The decision was made by the Monetary Authority of Singapore, however, as with regulatory changes put forward by the European Securities and Markets Authority there are certain loopholes which allow for a more generous leverage under strict conditions.
Аccredited investors in Singapore will have access to the original leverage, however, as in Europe, this would mean meeting strict capital requirements.
Among the requirements is a personal net worth of more than 2 million Singaporean dollars ($1.5 million) or proof of an annual income of more than 300,000 Singaporean dollars. Traders with more than 1 million Singaporean dollars in cash may also qualify for the higher leverage.
The Monetary Authority in Singapore has been considering such changes for years and it is highly unlikely they come as a surprise фор the Forex brokers in the country. Echoing the concerns of regulators around the world, the Singaporean authorities believe high leverage poses unwanted risks for retail traders.

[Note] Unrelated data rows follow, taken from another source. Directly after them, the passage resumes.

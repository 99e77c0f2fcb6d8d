//! Per-iteration time budget shared by model and sandbox calls.

use std::time::{Duration, Instant};

#[derive(Debug, Clone, Copy, PartialEq, Eq, thiserror::Error)]
#[error("iteration timed out")]
pub struct BudgetExhausted;

/// Deadline for one iteration; `None` means unbounded.
#[derive(Debug, Clone, Copy)]
pub struct IterationBudget {
    deadline: Option<Instant>,
}

impl IterationBudget {
    pub fn starting_now(limit: Option<Duration>) -> Self {
        Self {
            deadline: limit.map(|limit| Instant::now() + limit),
        }
    }

    pub fn unbounded() -> Self {
        Self { deadline: None }
    }

    /// Time left before the deadline. `Ok(None)` when unbounded.
    pub fn remaining(&self) -> Result<Option<Duration>, BudgetExhausted> {
        let Some(deadline) = self.deadline else {
            return Ok(None);
        };
        let remaining = deadline
            .checked_duration_since(Instant::now())
            .unwrap_or(Duration::from_secs(0));
        if remaining.is_zero() {
            return Err(BudgetExhausted);
        }
        Ok(Some(remaining))
    }
}

#[cfg(test)]
mod tests {
    use super::*;

    #[test]
    fn unbounded_never_runs_out() {
        assert_eq!(IterationBudget::unbounded().remaining(), Ok(None));
        assert_eq!(IterationBudget::starting_now(None).remaining(), Ok(None));
    }

    #[test]
    fn elapsed_deadline_is_exhausted() {
        let budget = IterationBudget::starting_now(Some(Duration::from_secs(0)));
        assert_eq!(budget.remaining(), Err(BudgetExhausted));
    }

    #[test]
    fn future_deadline_reports_remaining() {
        let budget = IterationBudget::starting_now(Some(Duration::from_secs(60)));
        let left = budget.remaining().expect("budget").expect("bounded");
        assert!(left <= Duration::from_secs(60));
    }
}
//! Side-effecting collaborators: model and sandbox processes, prompts,
//! configuration and on-disk artifacts.

pub mod bridge;
pub mod config;
pub mod iteration_log;
pub mod model;
pub mod process;
pub mod prompt;
pub mod sandbox;
pub mod session_store;
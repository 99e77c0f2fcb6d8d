//! Diagnostic tracing for the refiner.
//!
//! Tracing goes to stderr and is controlled by `RUST_LOG`. It is separate
//! from the per-iteration artifacts written by `io::iteration_log`, which are
//! product output and do not depend on the log level.

use tracing_subscriber::{EnvFilter, fmt, layer::SubscriberExt, util::SubscriberInitExt};

/// Install the global subscriber. Defaults to `warn` when `RUST_LOG` is unset.
///
/// ```bash
/// RUST_LOG=refiner=debug refiner run --request "Calculate 2+2"
/// ```
pub fn init() {
    let filter = EnvFilter::try_from_default_env().unwrap_or_else(|_| EnvFilter::new("warn"));

    // A second init (e.g. from tests sharing a process) keeps the first subscriber.
    let _ = tracing_subscriber::registry()
        .with(filter)
        .with(fmt::layer().with_writer(std::io::stderr).compact())
        .try_init();
}
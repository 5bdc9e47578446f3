//! Line-oriented game session used by the interactive binary.
//!
//! Owns the live `GameState`, an undo history of cloned states, and the
//! pending move while a promotion piece is being chosen. Each input line is
//! either a command or coordinate move text.

use tracing::info;

use crate::chess_errors::{ParseMoveError, SessionError};
use crate::config::SessionConfig;
use crate::game_state::{chess_types::ChessMove, game_state::GameState};
use crate::move_generation::legal_move_apply::{apply_move_with_report, MoveReport};
use crate::move_generation::legal_move_generator::{legal_moves, needs_promotion_choice};
use crate::move_generation::swap::SwapEvent;
use crate::utils::long_algebraic::{char_to_promotion, long_algebraic_to_move};
use crate::utils::view_state::ViewState;

/// Result of handling one input line.
#[derive(Debug, Clone, PartialEq, Eq)]
pub enum SessionOutcome {
    Applied(MoveReport),
    /// The move reaches the back rank; the next line names the piece.
    AwaitingPromotion(ChessMove),
    PromotionCancelled,
    Undone,
    LegalMoves(Vec<ChessMove>),
    Redraw,
    Quit,
}

#[derive(Debug, Clone)]
pub struct Session {
    state: GameState,
    history: Vec<GameState>,
    pending_promotion: Option<ChessMove>,
    last_swap: Option<SwapEvent>,
    config: SessionConfig,
}

impl Session {
    pub fn new(config: SessionConfig) -> Self {
        Self {
            state: GameState::new_game_with_seed(config.seed),
            history: Vec::new(),
            pending_promotion: None,
            last_swap: None,
            config,
        }
    }

    pub fn state(&self) -> &GameState {
        &self.state
    }

    pub fn config(&self) -> &SessionConfig {
        &self.config
    }

    pub fn awaiting_promotion(&self) -> bool {
        self.pending_promotion.is_some()
    }

    /// Snapshot for rendering, including the last swap if configured to show it.
    pub fn view(&self) -> ViewState {
        let swap = if self.config.show_swaps {
            self.last_swap
        } else {
            None
        };
        ViewState::from_game_state(&self.state).with_swap_event(swap)
    }

    pub fn handle_line(&mut self, line: &str) -> Result<SessionOutcome, SessionError> {
        let input = line.trim();

        if let Some(pending) = self.pending_promotion {
            return self.resolve_promotion(pending, input);
        }

        match input.to_ascii_lowercase().as_str() {
            "q" | "quit" | "exit" => return Ok(SessionOutcome::Quit),
            "u" | "undo" => return self.undo(),
            "moves" => return Ok(SessionOutcome::LegalMoves(legal_moves(&self.state))),
            "board" => return Ok(SessionOutcome::Redraw),
            _ => {}
        }

        let mv = long_algebraic_to_move(input)?;
        if needs_promotion_choice(&self.state, mv) {
            self.pending_promotion = Some(mv);
            return Ok(SessionOutcome::AwaitingPromotion(mv));
        }

        self.play(mv)
    }

    /// Apply a move, recording the prior state for undo on success.
    pub fn play(&mut self, mv: ChessMove) -> Result<SessionOutcome, SessionError> {
        let snapshot = self.state.clone();
        let report = apply_move_with_report(&mut self.state, mv)?;

        self.history.push(snapshot);
        self.last_swap = report.swap;
        info!(%mv, gives_check = report.gives_check, swapped = report.swap.is_some(), "move applied");

        Ok(SessionOutcome::Applied(report))
    }

    fn resolve_promotion(
        &mut self,
        pending: ChessMove,
        input: &str,
    ) -> Result<SessionOutcome, SessionError> {
        let mut chars = input.chars();
        let choice = match (chars.next(), chars.next()) {
            (Some(c), None) => c,
            (None, _) => return Err(ParseMoveError::Empty.into()),
            (Some(c), Some(_)) => return Err(ParseMoveError::InvalidPromotion(c).into()),
        };

        if choice.eq_ignore_ascii_case(&'c') {
            self.pending_promotion = None;
            return Ok(SessionOutcome::PromotionCancelled);
        }

        let kind = char_to_promotion(choice)?;
        self.pending_promotion = None;
        self.play(ChessMove {
            promotion: Some(kind),
            ..pending
        })
    }

    fn undo(&mut self) -> Result<SessionOutcome, SessionError> {
        let previous = self.history.pop().ok_or(SessionError::NothingToUndo)?;
        self.state = previous;
        self.last_swap = None;
        Ok(SessionOutcome::Undone)
    }
}

impl Default for Session {
    fn default() -> Self {
        Self::new(SessionConfig::default())
    }
}

#[cfg(test)]
mod tests {
    use super::*;
    use crate::chess_errors::IllegalMove;
    use crate::game_state::chess_types::{Color, PieceKind, Position};
    use pretty_assertions::assert_eq;

    #[test]
    fn plays_and_undoes_moves() {
        let mut session = Session::default();
        let start = session.state().clone();

        let outcome = session.handle_line("e2e4").expect("e2e4 is legal");
        assert!(matches!(outcome, SessionOutcome::Applied(_)));
        assert_eq!(session.state().turn, Color::Black);

        assert_eq!(session.handle_line("u"), Ok(SessionOutcome::Undone));
        assert_eq!(session.state(), &start);
        assert_eq!(session.handle_line("undo"), Err(SessionError::NothingToUndo));
    }

    #[test]
    fn parse_and_rule_errors_are_distinct() {
        let mut session = Session::default();
        let start = session.state().clone();

        assert_eq!(
            session.handle_line("e2"),
            Err(SessionError::Parse(ParseMoveError::IncorrectLength))
        );
        let illegal = ChessMove::new(Position::new(4, 1), Position::new(4, 4));
        assert_eq!(
            session.handle_line("e2e5"),
            Err(SessionError::Illegal(IllegalMove(illegal)))
        );
        assert_eq!(session.state(), &start);
        assert_eq!(session.handle_line("u"), Err(SessionError::NothingToUndo));
    }

    #[test]
    fn asks_for_promotion_piece() {
        let mut session = Session::default();
        session.state = GameState::new_empty();
        session
            .state
            .board
            .place(Position::new(0, 6), PieceKind::Pawn, Color::White);

        let outcome = session.handle_line("a7a8").expect("move text parses");
        assert!(matches!(outcome, SessionOutcome::AwaitingPromotion(_)));
        assert!(session.awaiting_promotion());

        assert_eq!(
            session.handle_line("x"),
            Err(SessionError::Parse(ParseMoveError::InvalidPromotion('x')))
        );
        assert!(session.awaiting_promotion());

        session.handle_line("n").expect("knight promotion is legal");
        assert!(!session.awaiting_promotion());
        assert_eq!(
            session.state().piece_at(Position::new(0, 7)).map(|p| p.kind),
            Some(PieceKind::Knight)
        );
    }

    #[test]
    fn promotion_can_be_cancelled() {
        let mut session = Session::default();
        session.state = GameState::new_empty();
        session
            .state
            .board
            .place(Position::new(0, 6), PieceKind::Pawn, Color::White);

        session.handle_line("a7a8").expect("move text parses");
        assert_eq!(session.handle_line("c"), Ok(SessionOutcome::PromotionCancelled));
        assert_eq!(session.state().turn, Color::White);
    }

    #[test]
    fn commands() {
        let mut session = Session::default();
        assert_eq!(session.handle_line("QUIT"), Ok(SessionOutcome::Quit));
        assert_eq!(session.handle_line("board"), Ok(SessionOutcome::Redraw));
        match session.handle_line("moves") {
            Ok(SessionOutcome::LegalMoves(moves)) => assert_eq!(moves.len(), 20),
            other => panic!("unexpected outcome {other:?}"),
        }
    }

    #[test]
    fn view_hides_swaps_when_configured() {
        let mut session = Session::new(SessionConfig {
            show_swaps: false,
            ..SessionConfig::default()
        });
        session.handle_line("g1f3").expect("knight move is legal");
        assert_eq!(session.view().swap_event, None);

        let mut shown = Session::default();
        shown.handle_line("g1f3").expect("knight move is legal");
        assert!(shown.view().swap_event.is_some());
    }
}
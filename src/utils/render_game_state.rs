//! Terminal-oriented board renderer.
//!
//! Draws a `ViewState` as text, White at the bottom. Letters are used by
//! default (upper case for White); Unicode glyphs are available too.

use crate::game_state::chess_types::{Color, PieceKind};
use crate::utils::view_state::ViewState;

#[derive(Debug, Clone, Copy, Default, PartialEq, Eq)]
pub enum GlyphSet {
    #[default]
    Letters,
    Unicode,
}

/// Render the board to a string for terminal output.
pub fn render_view(view: &ViewState, glyphs: GlyphSet) -> String {
    let mut grid = [['.'; 8]; 8];
    for piece in &view.pieces {
        if (0..8).contains(&piece.file) && (0..8).contains(&piece.rank) {
            grid[piece.rank as usize][piece.file as usize] =
                piece_glyph(piece.color, piece.kind, glyphs);
        }
    }

    let mut out = String::new();
    for rank in (0..8).rev() {
        out.push(char::from(b'1' + rank as u8));
        for file in 0..8 {
            out.push(' ');
            out.push(grid[rank][file]);
        }
        out.push('\n');
    }
    out.push_str("  a b c d e f g h\n");
    out.push_str(&format!("Turn: {}\n", view.turn));

    if let Some(swap) = view.swap_event {
        out.push_str(&format!("Swapped: {} <-> {}\n", swap.a, swap.b));
    }

    out
}

fn piece_glyph(color: Color, piece: PieceKind, glyphs: GlyphSet) -> char {
    match glyphs {
        GlyphSet::Letters => {
            let ch = piece.as_lowercase_char();
            match color {
                Color::White => ch.to_ascii_uppercase(),
                Color::Black => ch,
            }
        }
        GlyphSet::Unicode => match (color, piece) {
            (Color::White, PieceKind::Pawn) => '♙',
            (Color::White, PieceKind::Knight) => '♘',
            (Color::White, PieceKind::Bishop) => '♗',
            (Color::White, PieceKind::Rook) => '♖',
            (Color::White, PieceKind::Queen) => '♕',
            (Color::White, PieceKind::King) => '♔',
            (Color::Black, PieceKind::Pawn) => '♟',
            (Color::Black, PieceKind::Knight) => '♞',
            (Color::Black, PieceKind::Bishop) => '♝',
            (Color::Black, PieceKind::Rook) => '♜',
            (Color::Black, PieceKind::Queen) => '♛',
            (Color::Black, PieceKind::King) => '♚',
        },
    }
}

We remind readers that throughout the European Union the leverage is capped at 1:30, in the UK as well, and Australia is considering to follow suit as well, however, it still does not have any restrictions on leverage. In Japan leverage is capped at 1:25 and in Russia the maximum allowed leverage is at 1:50 which is the same as in the US. Brokerages in New Zealand may offer generous leverage unbridled by a regulatory cap as in Australia.